AIM OF THE TASK: Copy every record that appears below, exactly as it stands.

EXERCISE DATA:
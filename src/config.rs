//! Environment-driven configuration
//!
//! Every data source is configured through `MIRROR_*` environment variables;
//! a missing variable disables its source rather than failing startup, so a
//! mirror with only a weather key still boots and shows weather.
//!
//! Variables:
//! - `MIRROR_TFL_STOPS`: comma-separated StopPoint ids
//! - `MIRROR_TFL_LINES`: comma-separated line ids for status checks
//! - `MIRROR_WEATHER_API_KEY` / `MIRROR_WEATHER_LOCATION`
//! - `MIRROR_CALENDAR_API_KEY` / `MIRROR_CALENDAR_IDS`
//! - `MIRROR_NEWS_FEEDS`: comma-separated `Name|url` pairs; unset falls back
//!   to the built-in feed list

use std::env;

use crate::data::news;

/// Default weather location when only an API key is configured
const DEFAULT_WEATHER_LOCATION: &str = "London";

/// Runtime configuration collected from the environment
#[derive(Debug, Clone)]
pub struct Config {
    pub tfl_stops: Vec<String>,
    pub tfl_lines: Vec<String>,
    pub weather_api_key: Option<String>,
    pub weather_location: String,
    pub calendar_api_key: Option<String>,
    pub calendar_ids: Vec<String>,
    pub news_feeds: Vec<(String, String)>,
}

impl Config {
    /// Reads configuration from the process environment.
    pub fn from_env() -> Self {
        Self {
            tfl_stops: parse_csv(&env_or_empty("MIRROR_TFL_STOPS")),
            tfl_lines: parse_csv(&env_or_empty("MIRROR_TFL_LINES")),
            weather_api_key: env_nonempty("MIRROR_WEATHER_API_KEY"),
            weather_location: env_nonempty("MIRROR_WEATHER_LOCATION")
                .unwrap_or_else(|| DEFAULT_WEATHER_LOCATION.to_string()),
            calendar_api_key: env_nonempty("MIRROR_CALENDAR_API_KEY"),
            calendar_ids: parse_csv(&env_or_empty("MIRROR_CALENDAR_IDS")),
            news_feeds: match env_nonempty("MIRROR_NEWS_FEEDS") {
                Some(raw) => parse_feeds(&raw),
                None => news::default_feeds(),
            },
        }
    }

    /// True when transit has at least one stop to watch.
    pub fn transit_enabled(&self) -> bool {
        !self.tfl_stops.is_empty()
    }

    /// True when weather has an API key.
    pub fn weather_enabled(&self) -> bool {
        self.weather_api_key.is_some()
    }

    /// True when calendar has both a key and at least one calendar id.
    pub fn calendar_enabled(&self) -> bool {
        self.calendar_api_key.is_some() && !self.calendar_ids.is_empty()
    }

    /// True when any news feed is configured (the default list counts).
    pub fn news_enabled(&self) -> bool {
        !self.news_feeds.is_empty()
    }
}

fn env_or_empty(var: &str) -> String {
    env::var(var).unwrap_or_default()
}

fn env_nonempty(var: &str) -> Option<String> {
    env::var(var).ok().filter(|v| !v.trim().is_empty())
}

/// Splits a comma-separated list, dropping empty segments.
fn parse_csv(raw: &str) -> Vec<String> {
    raw.split(',')
        .map(str::trim)
        .filter(|s| !s.is_empty())
        .map(str::to_string)
        .collect()
}

/// Parses `Name|url` pairs; a bare URL uses its host as the name.
fn parse_feeds(raw: &str) -> Vec<(String, String)> {
    parse_csv(raw)
        .into_iter()
        .map(|entry| match entry.split_once('|') {
            Some((name, url)) => (name.trim().to_string(), url.trim().to_string()),
            None => (feed_name_from_url(&entry), entry),
        })
        .collect()
}

fn feed_name_from_url(url: &str) -> String {
    url.trim_start_matches("https://")
        .trim_start_matches("http://")
        .split('/')
        .next()
        .unwrap_or(url)
        .to_string()
}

RESPONSE:
filename src/config.rs
//! Environment-driven configuration
//!
//! Every data source is configured through `MIRROR_*` environment variables;
//! a missing variable disables its source rather than failing startup, so a
//! mirror with only a weather key still boots and shows weather.
//!
//! Variables:
//! - `MIRROR_TFL_STOPS`: comma-separated StopPoint ids
//! - `MIRROR_TFL_LINES`: comma-separated line ids for status checks
//! - `MIRROR_WEATHER_API_KEY` / `MIRROR_WEATHER_LOCATION`
//! - `MIRROR_CALENDAR_API_KEY` / `MIRROR_CALENDAR_IDS`
//! - `MIRROR_NEWS_FEEDS`: comma-separated `Name|url` pairs; unset falls back
//!   to the built-in feed list

use std::env;

use crate::data::news;

/// Default weather location when only an API key is configured
const DEFAULT_WEATHER_LOCATION: &str = "London";

/// Runtime configuration collected from the environment
#[derive(Debug, Clone)]
pub struct Config {
    pub tfl_stops: Vec<String>,
    pub tfl_lines: Vec<String>,
    pub weather_api_key: Option<String>,
    pub weather_location: String,
    pub calendar_api_key: Option<String>,
    pub calendar_ids: Vec<String>,
    pub news_feeds: Vec<(String, String)>,
}

impl Config {
    /// Reads configuration from the process environment.
    pub fn from_env() -> Self {
        Self {
            tfl_stops: parse_csv(&env_or_empty("MIRROR_TFL_STOPS")),
            tfl_lines: parse_csv(&env_or_empty("MIRROR_TFL_LINES")),
            weather_api_key: env_nonempty("MIRROR_WEATHER_API_KEY"),
            weather_location: env_nonempty("MIRROR_WEATHER_LOCATION")
                .unwrap_or_else(|| DEFAULT_WEATHER_LOCATION.to_string()),
            calendar_api_key: env_nonempty("MIRROR_CALENDAR_API_KEY"),
            calendar_ids: parse_csv(&env_or_empty("MIRROR_CALENDAR_IDS")),
            news_feeds: match env_nonempty("MIRROR_NEWS_FEEDS") {
                Some(raw) => parse_feeds(&raw),
                None => news::default_feeds(),
            },
        }
    }

    /// True when transit has at least one stop to watch.
    pub fn transit_enabled(&self) -> bool {
        !self.tfl_stops.is_empty()
    }

    /// True when weather has an API key.
    pub fn weather_enabled(&self) -> bool {
        self.weather_api_key.is_some()
    }

    /// True when calendar has both a key and at least one calendar id.
    pub fn calendar_enabled(&self) -> bool {
        self.calendar_api_key.is_some() && !self.calendar_ids.is_empty()
    }

    /// True when any news feed is configured (the default list counts).
    pub fn news_enabled(&self) -> bool {
        !self.news_feeds.is_empty()
    }
}

fn env_or_empty(var: &str) -> String {
    env::var(var).unwrap_or_default()
}

fn env_nonempty(var: &str) -> Option<String> {
    env::var(var).ok().filter(|v| !v.trim().is_empty())
}

/// Splits a comma-separated list, dropping empty segments.
fn parse_csv(raw: &str) -> Vec<String> {
    raw.split(',')
        .map(str::trim)
        .filter(|s| !s.is_empty())
        .map(str::to_string)
        .collect()
}

/// Parses `Name|url` pairs; a bare URL uses its host as the name.
fn parse_feeds(raw: &str) -> Vec<(String, String)> {
    parse_csv(raw)
        .into_iter()
        .map(|entry| match entry.split_once('|') {
            Some((name, url)) => (name.trim().to_string(), url.trim().to_string()),
            None => (feed_name_from_url(&entry), entry),
        })
        .collect()
}

fn feed_name_from_url(url: &str) -> String {
    url.trim_start_matches("https://")
        .trim_start_matches("http://")
        .split('/')
        .next()
        .unwrap_or(url)
        .to_string()
}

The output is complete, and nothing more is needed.